Is that O Brother Where Art Thou? I see?
3539425
No, I'm not pulling it out of my ass. I'm talking about statistical fact.
The murder rate per hundred thousand in Europe is between 1 and 2, generally, today.
At the time we're talking about, it was somewhere closer to 50, on average. With numbers going as high as 200. Back then, people were 25 to 50 times more likely to murder eachother. And that's somewhere generally thought of is very civilized for the time.
The highest in the world today is Honduras, at 91. With El Salvador trailing at seventy. And the Ivory Cost at 57. Nothing else is above 50. Not out of 200 countries in the world.
I know cynics love to think that the world is a giant craphole now. And the worst it's ever been. But that is statistically a giant lie. Crime rates across the board are the lowest they've ever been in history. People have never been better to eachother. For a whole host of reasons.
It's not elitism. It's progress. Social, moral, technological and quality-of-life progress.
Human beings were the same as they are today, back then. But that doesn't mean they acted the same. Or thought of the world in the same way. Or enjoyed all the benefits we do
I can't imagine why it wouldn't be exactly that way with ponies.
In any case, if you want to continue to call me the world's most elitist jerkwad, do it to me in PMs. I think we've cluttered up these comments enough, neh?
3539906
guess I can't argue with someone who legitamitely has their facts together
I conceed the ponit to you fine Sir or Madam
And despite that, the war still exploded.

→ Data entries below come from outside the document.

impl Money {
    /// Creates a Money value from minor units (cents).
    ///
    /// ## Example
    /// ```rust
    /// use tally_core::money::Money;
    ///
    /// let price = Money::from_minor(1099); // $10.99
    /// assert_eq!(price.minor(), 1099);
    /// ```
    #[inline]
    pub const fn from_minor(minor: i64) -> Self {
        Money(minor)
    }

    /// Parses a decimal string ("12.50", "12,50", "12") into minor units.
    ///
    /// Quantizes to two fraction digits with round-half-up: `"2.675"`
    /// becomes 268 minor units. A comma decimal separator is accepted
    /// because receipt text and RU-locale inputs use it.
    ///
    /// ## Errors
    /// [`MoneyError::Malformed`] for anything that isn't a plain decimal
    /// number, [`MoneyError::TooLarge`] past [`MAX_AMOUNT_MINOR`].
    pub fn from_decimal_str(input: &str) -> Result<Self, MoneyError> {
        let trimmed = input.trim().replace(',', ".");
        let malformed = || MoneyError::Malformed(input.trim().to_string());

        let (negative, digits) = match trimmed.strip_prefix('-') {
            Some(rest) => (true, rest),
            None => (false, trimmed.strip_prefix('+').unwrap_or(&trimmed)),
        };

        let (int_part, frac_part) = match digits.split_once('.') {
            Some((i, f)) => (i, f),
            None => (digits, ""),
        };

        if int_part.is_empty() && frac_part.is_empty() {
            return Err(malformed());
        }
        if !int_part.bytes().all(|b| b.is_ascii_digit())
            || !frac_part.bytes().all(|b| b.is_ascii_digit())
        {
            return Err(malformed());
        }

        let major: i64 = if int_part.is_empty() {
            0
        } else {
            int_part.parse().map_err(|_| MoneyError::TooLarge)?
        };

        // Quantize the fraction to two digits, round-half-up on the third.
        let mut frac_digits = frac_part.bytes().map(|b| i64::from(b - b'0'));
        let mut cents =
            frac_digits.next().unwrap_or(0) * 10 + frac_digits.next().unwrap_or(0);
        if frac_digits.next().unwrap_or(0) >= 5 {
            cents += 1;
        }

        let minor = major
            .checked_mul(100)
            .and_then(|m| m.checked_add(cents))
            .ok_or(MoneyError::TooLarge)?;
        if minor > MAX_AMOUNT_MINOR {
            return Err(MoneyError::TooLarge);
        }

        Ok(Money(if negative { -minor } else { minor }))
    }

    /// Quantizes a float to minor units with round-half-up.
    ///
    /// Only for input boundaries (JSON bodies, extractor output) — the
    /// value never stays a float past this call.
    ///
    /// ## Errors
    /// [`MoneyError::NotFinite`] for NaN/infinity, [`MoneyError::TooLarge`]
    /// past the overflow guard.
    pub fn from_float(value: f64) -> Result<Self, MoneyError> {
        if !value.is_finite() {
            return Err(MoneyError::NotFinite);
        }
        let minor = (value * 100.0).round();
        if minor.abs() > MAX_AMOUNT_MINOR as f64 {
            return Err(MoneyError::TooLarge);
        }
        Ok(Money(minor as i64))
    }

    /// Returns the value in minor units.
    #[inline]
    pub const fn minor(&self) -> i64 {
        self.0
    }

    /// Returns the major unit portion (dollars for USD).
    #[inline]
    pub const fn major_part(&self) -> i64 {
        self.0 / 100
    }

    /// Returns the minor unit portion as an absolute value (0-99).
    #[inline]
    pub const fn minor_part(&self) -> i64 {
        (self.0 % 100).abs()
    }

    /// Zero money value.
    #[inline]
    pub const fn zero() -> Self {
        Money(0)
    }

    /// Checks if the value is zero.
    #[inline]
    pub const fn is_zero(&self) -> bool {
        self.0 == 0
    }

    /// Checks if the value is positive (greater than zero).
    #[inline]
    pub const fn is_positive(&self) -> bool {
        self.0 > 0
    }

    /// Checks if the value is negative (less than zero).
    #[inline]
    pub const fn is_negative(&self) -> bool {
        self.0 < 0
    }

    /// Multiplies by a quantity (line total = unit price × quantity).
    ///
    /// ## Example
    /// ```rust
    /// use tally_core::money::Money;
    ///
    /// let unit_price = Money::from_minor(299); // $2.99
    /// assert_eq!(unit_price.multiply_quantity(3).minor(), 897);
    /// ```
    #[inline]
    pub const fn multiply_quantity(&self, qty: i64) -> Self {
        Money(self.0 * qty)
    }

    /// Scales by a rational share, truncating toward zero.
    ///
    /// Used for proportional tip shares. Truncation is deliberate: the
    /// engine's remainder-distribution step hands out the leftover minor
    /// units explicitly, so no rounding may happen here.
    ///
    /// `denominator` must be non-zero; all engine call sites check their
    /// divisor before calling.
    #[inline]
    pub fn mul_rational(&self, numerator: i64, denominator: i64) -> Self {
        debug_assert!(denominator != 0, "mul_rational divisor must be non-zero");
        let scaled = self.0 as i128 * numerator as i128 / denominator as i128;
        Money(scaled as i64)
    }

    /// Applies a percentage expressed in basis points, round-half-up.
    ///
    /// 1 basis point = 0.01%, so 1000 bps = 10%. Uses i128 to prevent
    /// overflow on large amounts; the `+5000` provides the half-up rounding
    /// (5000/10000 = 0.5).
    ///
    /// ## Example
    /// ```rust
    /// use tally_core::money::Money;
    ///
    /// let subtotal = Money::from_minor(1000); // $10.00
    /// assert_eq!(subtotal.percentage_bps(1000).minor(), 100); // 10% tip
    /// ```
    pub fn percentage_bps(&self, bps: u32) -> Money {
        let scaled = (self.0 as i128 * bps as i128 + 5000) / 10000;
        Money(scaled as i64)
    }

    /// Formats the amount with a currency symbol.
    ///
    /// Prefix symbols render as `$10.99`, suffix symbols as `10.99 ₽`.
    pub fn display_with(&self, currency: &Currency) -> String {
        let sign = if self.0 < 0 { "-" } else { "" };
        let magnitude = format!("{}.{:02}", self.major_part().abs(), self.minor_part());
        if currency.symbol_is_prefix() {
            format!("{}{}{}", sign, currency.symbol(), magnitude)
        } else {
            format!("{}{} {}", sign, magnitude, currency.symbol())
        }
    }
}
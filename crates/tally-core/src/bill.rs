//! # Bill Aggregate
//!
//! The `Bill` is the aggregate root owning participants, items, the tip
//! policy, and the bill's single currency.
//!
//! ## Mutation Flow
//! ```text
//! ┌─────────────────────────────────────────────────────────────────────────┐
//! │                    Bill Mutation Operations                             │
//! │                                                                         │
//! │  Frontend Action            Bill Method             State Change        │
//! │  ───────────────            ───────────             ────────────        │
//! │                                                                         │
//! │  Add person ──────────────► add_participant() ────► participants.push   │
//! │                                                                         │
//! │  Remove person ───────────► remove_participant() ─► participants.remove │
//! │                                                     + prune consumer    │
//! │                                                       sets (cascade)    │
//! │                                                                         │
//! │  Add line item ───────────► add_item() ───────────► items.push          │
//! │                                                                         │
//! │  Pick tip mode ───────────► set_tip_policy() ─────► tip_policy = ...    │
//! │                                                                         │
//! │  Calculate ───────────────► engine::compute_split(&bill)  (read only)   │
//! └─────────────────────────────────────────────────────────────────────────┘
//! ```
//!
//! ## Invariants
//! - Participants and items keep insertion order (deterministic display and
//!   deterministic remainder distribution).
//! - `remove_participant` cascades: any item consumer set referencing the
//!   removed id is pruned. UI deletions and engine invocation are not
//!   atomic, so the engine re-filters again at calculation time.
//! - One owner mutates a bill at a time; the engine only ever reads a
//!   snapshot.

use chrono::{DateTime, Utc};
use serde::{Deserialize, Serialize};
use std::collections::HashSet;
use ts_rs::TS;
use uuid::Uuid;

use crate::error::ValidationError;
use crate::money::{Currency, Money};
use crate::types::{Item, Participant, TipPolicy};
use crate::validation::{validate_name, validate_price, validate_quantity, validate_tip_rate_bps};
use crate::MAX_BILL_ITEMS;

// =============================================================================
// Bill
// =============================================================================

/// A shared bill: who took part, what was bought, and how to tip.
///
/// Fields are public for serialization and storage mapping; use the
/// mutation methods to keep the cascade invariants intact.
#[derive(Debug, Clone, PartialEq, Serialize, Deserialize, TS)]
#[ts(export)]
pub struct Bill {
    /// Opaque stable identifier (`bill_<uuid>`).
    pub id: String,

    /// Bill title, non-empty after trimming.
    pub title: String,

    /// Optional free-form description.
    #[serde(default, skip_serializing_if = "Option::is_none")]
    pub description: Option<String>,

    /// The single currency shared by every amount in this bill.
    pub currency: Currency,

    /// Active gratuity rule.
    pub tip_policy: TipPolicy,

    /// Who created the bill ("Anonymous" when not supplied).
    pub created_by: String,

    /// Creation timestamp.
    #[ts(as = "String")]
    pub created_at: DateTime<Utc>,

    /// Participants in insertion order.
    pub participants: Vec<Participant>,

    /// Items in insertion order.
    pub items: Vec<Item>,
}

/// Generates a new participant id (`participant_<uuid>`).
pub fn new_participant_id() -> String {
    format!("participant_{}", Uuid::new_v4())
}

/// Generates a new item id (`item_<uuid>`).
pub fn new_item_id() -> String {
    format!("item_{}", Uuid::new_v4())
}

impl Bill {
    /// Creates an empty bill with a generated id.
    pub fn new(title: &str, currency: Currency) -> Self {
        Bill {
            id: format!("bill_{}", Uuid::new_v4()),
            title: title.trim().to_string(),
            description: None,
            currency,
            tip_policy: TipPolicy::default(),
            created_by: "Anonymous".to_string(),
            created_at: Utc::now(),
            participants: Vec::new(),
            items: Vec::new(),
        }
    }

    // -------------------------------------------------------------------------
    // Participants
    // -------------------------------------------------------------------------

    /// Adds a participant and returns the generated id.
    ///
    /// The name is stored trimmed; blank emails are dropped.
    pub fn add_participant(&mut self, name: &str, email: Option<&str>) -> String {
        let id = new_participant_id();
        self.participants.push(Participant {
            id: id.clone(),
            name: name.trim().to_string(),
            email: email
                .map(str::trim)
                .filter(|e| !e.is_empty())
                .map(String::from),
        });
        id
    }

    /// Removes a participant by id, pruning every item consumer set that
    /// referenced them (cascade). Returns whether the id existed.
    pub fn remove_participant(&mut self, id: &str) -> bool {
        let before = self.participants.len();
        self.participants.retain(|p| p.id != id);
        let removed = self.participants.len() < before;

        if removed {
            for item in &mut self.items {
                item.consumed_by.retain(|pid| pid != id);
            }
        }

        removed
    }

    /// Looks up a participant by id.
    pub fn participant(&self, id: &str) -> Option<&Participant> {
        self.participants.iter().find(|p| p.id == id)
    }

    /// The set of currently valid participant ids.
    pub fn participant_ids(&self) -> HashSet<&str> {
        self.participants.iter().map(|p| p.id.as_str()).collect()
    }

    // -------------------------------------------------------------------------
    // Items
    // -------------------------------------------------------------------------

    /// Adds an item and returns the generated id.
    ///
    /// `consumed_by` is stored as given (order matters for remainder
    /// distribution); an empty set means the cost stays unattributed.
    pub fn add_item(
        &mut self,
        name: &str,
        unit_price: Money,
        quantity: i64,
        consumed_by: Vec<String>,
    ) -> String {
        let id = new_item_id();
        self.items.push(Item {
            id: id.clone(),
            name: name.trim().to_string(),
            unit_price,
            quantity,
            consumed_by,
        });
        id
    }

    /// Removes an item by id. Returns whether the id existed.
    pub fn remove_item(&mut self, id: &str) -> bool {
        let before = self.items.len();
        self.items.retain(|i| i.id != id);
        self.items.len() < before
    }

    // -------------------------------------------------------------------------
    // Tip
    // -------------------------------------------------------------------------

    /// Replaces the active tip policy.
    pub fn set_tip_policy(&mut self, policy: TipPolicy) {
        self.tip_policy = policy;
    }

    // -------------------------------------------------------------------------
    // Validation
    // -------------------------------------------------------------------------

    /// Checks the whole bill and returns **every** problem found.
    ///
    /// An empty vec means the bill is ready to calculate. Dangling consumer
    /// references are reported here even though the engine would tolerate
    /// them — callers creating a bill get a hard 400, callers calculating a
    /// stale snapshot get a warning instead (filter-and-warn policy).
    pub fn validate(&self) -> Vec<ValidationError> {
        let mut errors = Vec::new();

        if let Err(e) = validate_name("title", &self.title) {
            errors.push(e);
        }

        if self.participants.is_empty() {
            errors.push(ValidationError::NoParticipants);
        }

        if self.items.len() > MAX_BILL_ITEMS {
            errors.push(ValidationError::OutOfRange {
                field: "items".to_string(),
                min: 0,
                max: MAX_BILL_ITEMS as i64,
            });
        }

        for participant in &self.participants {
            if let Err(e) = validate_name("participant name", &participant.name) {
                errors.push(e);
            }
        }

        if let TipPolicy::Percentage { rate_bps } = self.tip_policy {
            if let Err(e) = validate_tip_rate_bps(rate_bps) {
                errors.push(e);
            }
        }
        if let TipPolicy::Fixed { amount } = self.tip_policy {
            if amount.is_negative() {
                errors.push(ValidationError::MustBeNonNegative {
                    field: "tip_amount".to_string(),
                });
            }
        }

        let known_ids = self.participant_ids();
        for item in &self.items {
            if let Err(e) = validate_name("item name", &item.name) {
                errors.push(e);
            }
            if let Err(e) = validate_price(item.unit_price) {
                errors.push(e);
            }
            if let Err(e) = validate_quantity(item.quantity) {
                errors.push(e);
            }
            let mut seen = HashSet::new();
            for pid in &item.consumed_by {
                if !known_ids.contains(pid.as_str()) {
                    errors.push(ValidationError::DanglingConsumerReference {
                        item_id: item.id.clone(),
                        participant_id: pid.clone(),
                    });
                } else if !seen.insert(pid.as_str()) {
                    errors.push(ValidationError::DuplicateConsumerReference {
                        item_id: item.id.clone(),
                        participant_id: pid.clone(),
                    });
                }
            }
        }

        errors
    }
}

// =============================================================================
// Unit Tests
// =============================================================================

In a different way, of course, but it still happened. I can't help but wonder what would have happened in the other situation. The same, most likely.
...really.
SHARED power, you say?
Not a second election with stronger security measures? I personally think such a recount would be far more reasonable.
I realize the logistics would be an incredible expense. The previous election had a lot of time to be put together, whereas this one would not. It still would have been a better thing to do.
Particularly since she decided to go with the idea of Apple Tree having more power than her. Was that really what the people wanted? It's impossible to tell, the election was a sham. She has to stop simply deciding how things should be run, whether or not she's willing to share power when doing so.
Additionally, Apple Tree was startling. He went from bemoaning farmers not getting a fair deal while the fat cats eat up all the profits, to planning to commit mass murder. What.
Lastly, this whole class warfare thing should have been identified as the main issue, not the economic disparity. What they needed is some form of labor reforms. Increasing the crop share of the farmers is good, reasonable quotas and rest periods would be good too. A cushion if a farmer is injured. Incremental taxes based on the amount of land owned to discourage these mega-magistrates from coming to power. Create a bit of a more personal relationship between farmer and magistrate so that the later is seen as more of a patron than an overlord. Maybe encourage them politically and legally protect their interests. Magistrates, as Celestia pointed out, perform a beneficial role in the overall economy, so the workers need to be incentivized into seeing them as a good thing. There's a LOT of rights that could have been granted, as well as incentives that could be offered to the magistrates to try and make this relationship beneficial, so that employer and employee aren't on opposite ends of a battlefield.
Because it shouldn't just be about economics. It should be about building harmony.